* **Exercise input**:
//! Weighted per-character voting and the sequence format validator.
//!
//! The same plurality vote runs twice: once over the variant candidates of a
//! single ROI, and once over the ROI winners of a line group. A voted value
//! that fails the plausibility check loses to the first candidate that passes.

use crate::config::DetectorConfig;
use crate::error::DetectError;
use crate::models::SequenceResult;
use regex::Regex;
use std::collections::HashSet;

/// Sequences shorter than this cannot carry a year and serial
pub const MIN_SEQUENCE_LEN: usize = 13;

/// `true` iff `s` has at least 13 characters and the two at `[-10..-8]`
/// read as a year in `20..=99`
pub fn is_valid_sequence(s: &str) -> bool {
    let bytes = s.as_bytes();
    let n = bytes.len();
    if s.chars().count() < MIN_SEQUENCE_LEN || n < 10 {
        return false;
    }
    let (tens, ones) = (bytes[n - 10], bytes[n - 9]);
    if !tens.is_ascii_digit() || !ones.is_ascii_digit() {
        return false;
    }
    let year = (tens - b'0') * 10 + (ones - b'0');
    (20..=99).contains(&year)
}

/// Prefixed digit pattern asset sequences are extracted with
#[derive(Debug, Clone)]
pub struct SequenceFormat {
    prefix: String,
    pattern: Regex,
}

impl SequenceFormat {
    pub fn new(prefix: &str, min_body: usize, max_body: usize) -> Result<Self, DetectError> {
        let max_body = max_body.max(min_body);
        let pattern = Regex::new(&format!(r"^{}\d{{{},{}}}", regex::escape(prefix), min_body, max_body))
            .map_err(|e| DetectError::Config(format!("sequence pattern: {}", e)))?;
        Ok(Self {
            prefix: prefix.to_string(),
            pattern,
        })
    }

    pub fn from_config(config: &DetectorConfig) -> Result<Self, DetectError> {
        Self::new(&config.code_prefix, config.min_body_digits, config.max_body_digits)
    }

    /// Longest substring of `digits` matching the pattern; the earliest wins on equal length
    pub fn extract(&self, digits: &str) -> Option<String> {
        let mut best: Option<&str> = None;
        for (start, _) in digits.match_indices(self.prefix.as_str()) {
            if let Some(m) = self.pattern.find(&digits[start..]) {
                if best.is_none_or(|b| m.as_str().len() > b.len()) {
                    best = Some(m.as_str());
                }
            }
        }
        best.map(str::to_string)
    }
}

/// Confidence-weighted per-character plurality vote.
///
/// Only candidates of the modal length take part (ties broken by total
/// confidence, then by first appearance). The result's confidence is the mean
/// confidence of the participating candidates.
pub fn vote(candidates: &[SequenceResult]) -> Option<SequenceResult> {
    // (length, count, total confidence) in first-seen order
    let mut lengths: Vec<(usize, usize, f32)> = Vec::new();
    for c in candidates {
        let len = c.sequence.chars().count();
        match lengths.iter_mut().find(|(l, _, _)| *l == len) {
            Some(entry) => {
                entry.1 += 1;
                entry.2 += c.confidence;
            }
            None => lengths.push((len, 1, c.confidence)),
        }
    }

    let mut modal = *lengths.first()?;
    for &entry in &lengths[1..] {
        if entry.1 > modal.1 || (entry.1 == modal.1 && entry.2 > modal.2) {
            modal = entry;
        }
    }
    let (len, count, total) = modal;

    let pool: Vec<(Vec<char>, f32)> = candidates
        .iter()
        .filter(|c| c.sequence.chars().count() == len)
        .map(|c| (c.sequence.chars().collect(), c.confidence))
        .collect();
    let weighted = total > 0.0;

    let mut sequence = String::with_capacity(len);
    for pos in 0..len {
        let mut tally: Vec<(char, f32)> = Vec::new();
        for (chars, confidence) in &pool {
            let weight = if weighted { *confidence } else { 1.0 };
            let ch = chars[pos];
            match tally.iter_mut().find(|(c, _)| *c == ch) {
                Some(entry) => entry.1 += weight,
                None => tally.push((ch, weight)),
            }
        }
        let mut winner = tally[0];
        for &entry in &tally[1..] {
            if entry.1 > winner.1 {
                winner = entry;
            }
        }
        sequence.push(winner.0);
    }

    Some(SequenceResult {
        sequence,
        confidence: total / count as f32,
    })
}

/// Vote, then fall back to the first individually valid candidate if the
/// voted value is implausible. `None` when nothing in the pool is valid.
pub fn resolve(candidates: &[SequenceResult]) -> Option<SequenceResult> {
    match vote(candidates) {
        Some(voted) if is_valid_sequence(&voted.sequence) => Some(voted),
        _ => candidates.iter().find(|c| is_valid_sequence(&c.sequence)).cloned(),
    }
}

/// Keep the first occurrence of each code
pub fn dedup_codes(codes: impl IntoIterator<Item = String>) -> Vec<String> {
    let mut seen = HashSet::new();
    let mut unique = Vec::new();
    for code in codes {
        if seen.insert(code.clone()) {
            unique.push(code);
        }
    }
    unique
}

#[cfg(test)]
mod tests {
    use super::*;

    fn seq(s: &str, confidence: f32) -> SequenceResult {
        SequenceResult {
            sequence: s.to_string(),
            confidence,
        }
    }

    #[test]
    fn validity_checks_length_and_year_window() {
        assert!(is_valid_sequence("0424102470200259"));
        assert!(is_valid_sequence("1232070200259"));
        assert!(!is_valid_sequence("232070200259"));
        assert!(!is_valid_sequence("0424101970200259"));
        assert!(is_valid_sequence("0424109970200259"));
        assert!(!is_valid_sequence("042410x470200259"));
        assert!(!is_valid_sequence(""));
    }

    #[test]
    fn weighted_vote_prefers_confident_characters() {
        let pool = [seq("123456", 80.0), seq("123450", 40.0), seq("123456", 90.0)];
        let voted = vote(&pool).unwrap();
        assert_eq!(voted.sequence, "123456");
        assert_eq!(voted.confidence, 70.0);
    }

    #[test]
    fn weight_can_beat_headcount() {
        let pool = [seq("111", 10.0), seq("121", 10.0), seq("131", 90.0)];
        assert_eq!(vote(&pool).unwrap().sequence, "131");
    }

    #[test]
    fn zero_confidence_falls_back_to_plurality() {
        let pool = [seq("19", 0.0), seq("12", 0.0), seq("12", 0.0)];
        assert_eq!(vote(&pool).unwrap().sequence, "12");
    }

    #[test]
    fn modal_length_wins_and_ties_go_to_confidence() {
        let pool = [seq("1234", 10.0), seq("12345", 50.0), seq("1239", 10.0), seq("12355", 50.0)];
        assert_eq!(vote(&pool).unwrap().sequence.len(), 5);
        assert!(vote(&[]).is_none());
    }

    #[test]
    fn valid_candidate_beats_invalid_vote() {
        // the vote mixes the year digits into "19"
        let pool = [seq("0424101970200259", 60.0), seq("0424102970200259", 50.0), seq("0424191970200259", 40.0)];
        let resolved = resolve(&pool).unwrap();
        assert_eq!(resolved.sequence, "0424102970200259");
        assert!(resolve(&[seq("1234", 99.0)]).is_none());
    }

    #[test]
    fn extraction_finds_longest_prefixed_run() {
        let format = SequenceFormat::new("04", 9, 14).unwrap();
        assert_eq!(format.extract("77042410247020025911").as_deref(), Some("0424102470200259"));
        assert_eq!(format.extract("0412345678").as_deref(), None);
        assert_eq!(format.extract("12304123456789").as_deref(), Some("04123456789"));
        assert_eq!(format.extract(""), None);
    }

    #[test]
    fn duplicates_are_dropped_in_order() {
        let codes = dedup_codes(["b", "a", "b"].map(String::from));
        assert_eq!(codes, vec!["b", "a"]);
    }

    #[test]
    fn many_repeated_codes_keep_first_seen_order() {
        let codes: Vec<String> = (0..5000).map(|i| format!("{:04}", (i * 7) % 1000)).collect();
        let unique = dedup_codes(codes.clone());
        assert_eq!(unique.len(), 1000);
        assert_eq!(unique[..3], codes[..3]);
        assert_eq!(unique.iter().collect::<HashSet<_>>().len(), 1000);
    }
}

* **Task statement**:
Reproduce the material above exactly; please quote every line of it.

* **Answer section**:
//! Weighted per-character voting and the sequence format validator.
//!
//! The same plurality vote runs twice: once over the variant candidates of a
//! single ROI, and once over the ROI winners of a line group. A voted value
//! that fails the plausibility check loses to the first candidate that passes.

use crate::config::DetectorConfig;
use crate::error::DetectError;
use crate::models::SequenceResult;
use regex::Regex;
use std::collections::HashSet;

/// Sequences shorter than this cannot carry a year and serial
pub const MIN_SEQUENCE_LEN: usize = 13;

/// `true` iff `s` has at least 13 characters and the two at `[-10..-8]`
/// read as a year in `20..=99`
pub fn is_valid_sequence(s: &str) -> bool {
    let bytes = s.as_bytes();
    let n = bytes.len();
    if s.chars().count() < MIN_SEQUENCE_LEN || n < 10 {
        return false;
    }
    let (tens, ones) = (bytes[n - 10], bytes[n - 9]);
    if !tens.is_ascii_digit() || !ones.is_ascii_digit() {
        return false;
    }
    let year = (tens - b'0') * 10 + (ones - b'0');
    (20..=99).contains(&year)
}

/// Prefixed digit pattern asset sequences are extracted with
#[derive(Debug, Clone)]
pub struct SequenceFormat {
    prefix: String,
    pattern: Regex,
}

impl SequenceFormat {
    pub fn new(prefix: &str, min_body: usize, max_body: usize) -> Result<Self, DetectError> {
        let max_body = max_body.max(min_body);
        let pattern = Regex::new(&format!(r"^{}\d{{{},{}}}", regex::escape(prefix), min_body, max_body))
            .map_err(|e| DetectError::Config(format!("sequence pattern: {}", e)))?;
        Ok(Self {
            prefix: prefix.to_string(),
            pattern,
        })
    }

    pub fn from_config(config: &DetectorConfig) -> Result<Self, DetectError> {
        Self::new(&config.code_prefix, config.min_body_digits, config.max_body_digits)
    }

    /// Longest substring of `digits` matching the pattern; the earliest wins on equal length
    pub fn extract(&self, digits: &str) -> Option<String> {
        let mut best: Option<&str> = None;
        for (start, _) in digits.match_indices(self.prefix.as_str()) {
            if let Some(m) = self.pattern.find(&digits[start..]) {
                if best.is_none_or(|b| m.as_str().len() > b.len()) {
                    best = Some(m.as_str());
                }
            }
        }
        best.map(str::to_string)
    }
}

/// Confidence-weighted per-character plurality vote.
///
/// Only candidates of the modal length take part (ties broken by total
/// confidence, then by first appearance). The result's confidence is the mean
/// confidence of the participating candidates.
pub fn vote(candidates: &[SequenceResult]) -> Option<SequenceResult> {
    // (length, count, total confidence) in first-seen order
    let mut lengths: Vec<(usize, usize, f32)> = Vec::new();
    for c in candidates {
        let len = c.sequence.chars().count();
        match lengths.iter_mut().find(|(l, _, _)| *l == len) {
            Some(entry) => {
                entry.1 += 1;
                entry.2 += c.confidence;
            }
            None => lengths.push((len, 1, c.confidence)),
        }
    }

    let mut modal = *lengths.first()?;
    for &entry in &lengths[1..] {
        if entry.1 > modal.1 || (entry.1 == modal.1 && entry.2 > modal.2) {
            modal = entry;
        }
    }
    let (len, count, total) = modal;

    let pool: Vec<(Vec<char>, f32)> = candidates
        .iter()
        .filter(|c| c.sequence.chars().count() == len)
        .map(|c| (c.sequence.chars().collect(), c.confidence))
        .collect();
    let weighted = total > 0.0;

    let mut sequence = String::with_capacity(len);
    for pos in 0..len {
        let mut tally: Vec<(char, f32)> = Vec::new();
        for (chars, confidence) in &pool {
            let weight = if weighted { *confidence } else { 1.0 };
            let ch = chars[pos];
            match tally.iter_mut().find(|(c, _)| *c == ch) {
                Some(entry) => entry.1 += weight,
                None => tally.push((ch, weight)),
            }
        }
        let mut winner = tally[0];
        for &entry in &tally[1..] {
            if entry.1 > winner.1 {
                winner = entry;
            }
        }
        sequence.push(winner.0);
    }

    Some(SequenceResult {
        sequence,
        confidence: total / count as f32,
    })
}

/// Vote, then fall back to the first individually valid candidate if the
/// voted value is implausible. `None` when nothing in the pool is valid.
pub fn resolve(candidates: &[SequenceResult]) -> Option<SequenceResult> {
    match vote(candidates) {
        Some(voted) if is_valid_sequence(&voted.sequence) => Some(voted),
        _ => candidates.iter().find(|c| is_valid_sequence(&c.sequence)).cloned(),
    }
}

/// Keep the first occurrence of each code
pub fn dedup_codes(codes: impl IntoIterator<Item = String>) -> Vec<String> {
    let mut seen = HashSet::new();
    let mut unique = Vec::new();
    for code in codes {
        if seen.insert(code.clone()) {
            unique.push(code);
        }
    }
    unique
}

#[cfg(test)]
mod tests {
    use super::*;

    fn seq(s: &str, confidence: f32) -> SequenceResult {
        SequenceResult {
            sequence: s.to_string(),
            confidence,
        }
    }

    #[test]
    fn validity_checks_length_and_year_window() {
        assert!(is_valid_sequence("0424102470200259"));
        assert!(is_valid_sequence("1232070200259"));
        assert!(!is_valid_sequence("232070200259"));
        assert!(!is_valid_sequence("0424101970200259"));
        assert!(is_valid_sequence("0424109970200259"));
        assert!(!is_valid_sequence("042410x470200259"));
        assert!(!is_valid_sequence(""));
    }

    #[test]
    fn weighted_vote_prefers_confident_characters() {
        let pool = [seq("123456", 80.0), seq("123450", 40.0), seq("123456", 90.0)];
        let voted = vote(&pool).unwrap();
        assert_eq!(voted.sequence, "123456");
        assert_eq!(voted.confidence, 70.0);
    }

    #[test]
    fn weight_can_beat_headcount() {
        let pool = [seq("111", 10.0), seq("121", 10.0), seq("131", 90.0)];
        assert_eq!(vote(&pool).unwrap().sequence, "131");
    }

    #[test]
    fn zero_confidence_falls_back_to_plurality() {
        let pool = [seq("19", 0.0), seq("12", 0.0), seq("12", 0.0)];
        assert_eq!(vote(&pool).unwrap().sequence, "12");
    }

    #[test]
    fn modal_length_wins_and_ties_go_to_confidence() {
        let pool = [seq("1234", 10.0), seq("12345", 50.0), seq("1239", 10.0), seq("12355", 50.0)];
        assert_eq!(vote(&pool).unwrap().sequence.len(), 5);
        assert!(vote(&[]).is_none());
    }

    #[test]
    fn valid_candidate_beats_invalid_vote() {
        // the vote mixes the year digits into "19"
        let pool = [seq("0424101970200259", 60.0), seq("0424102970200259", 50.0), seq("0424191970200259", 40.0)];
        let resolved = resolve(&pool).unwrap();
        assert_eq!(resolved.sequence, "0424102970200259");
        assert!(resolve(&[seq("1234", 99.0)]).is_none());
    }

    #[test]
    fn extraction_finds_longest_prefixed_run() {
        let format = SequenceFormat::new("04", 9, 14).unwrap();
        assert_eq!(format.extract("77042410247020025911").as_deref(), Some("0424102470200259"));
        assert_eq!(format.extract("0412345678").as_deref(), None);
        assert_eq!(format.extract("12304123456789").as_deref(), Some("04123456789"));
        assert_eq!(format.extract(""), None);
    }

    #[test]
    fn duplicates_are_dropped_in_order() {
        let codes = dedup_codes(["b", "a", "b"].map(String::from));
        assert_eq!(codes, vec!["b", "a"]);
    }

    #[test]
    fn many_repeated_codes_keep_first_seen_order() {
        let codes: Vec<String> = (0..5000).map(|i| format!("{:04}", (i * 7) % 1000)).collect();
        let unique = dedup_codes(codes.clone());
        assert_eq!(unique.len(), 1000);
        assert_eq!(unique[..3], codes[..3]);
        assert_eq!(unique.iter().collect::<HashSet<_>>().len(), 1000);
    }
}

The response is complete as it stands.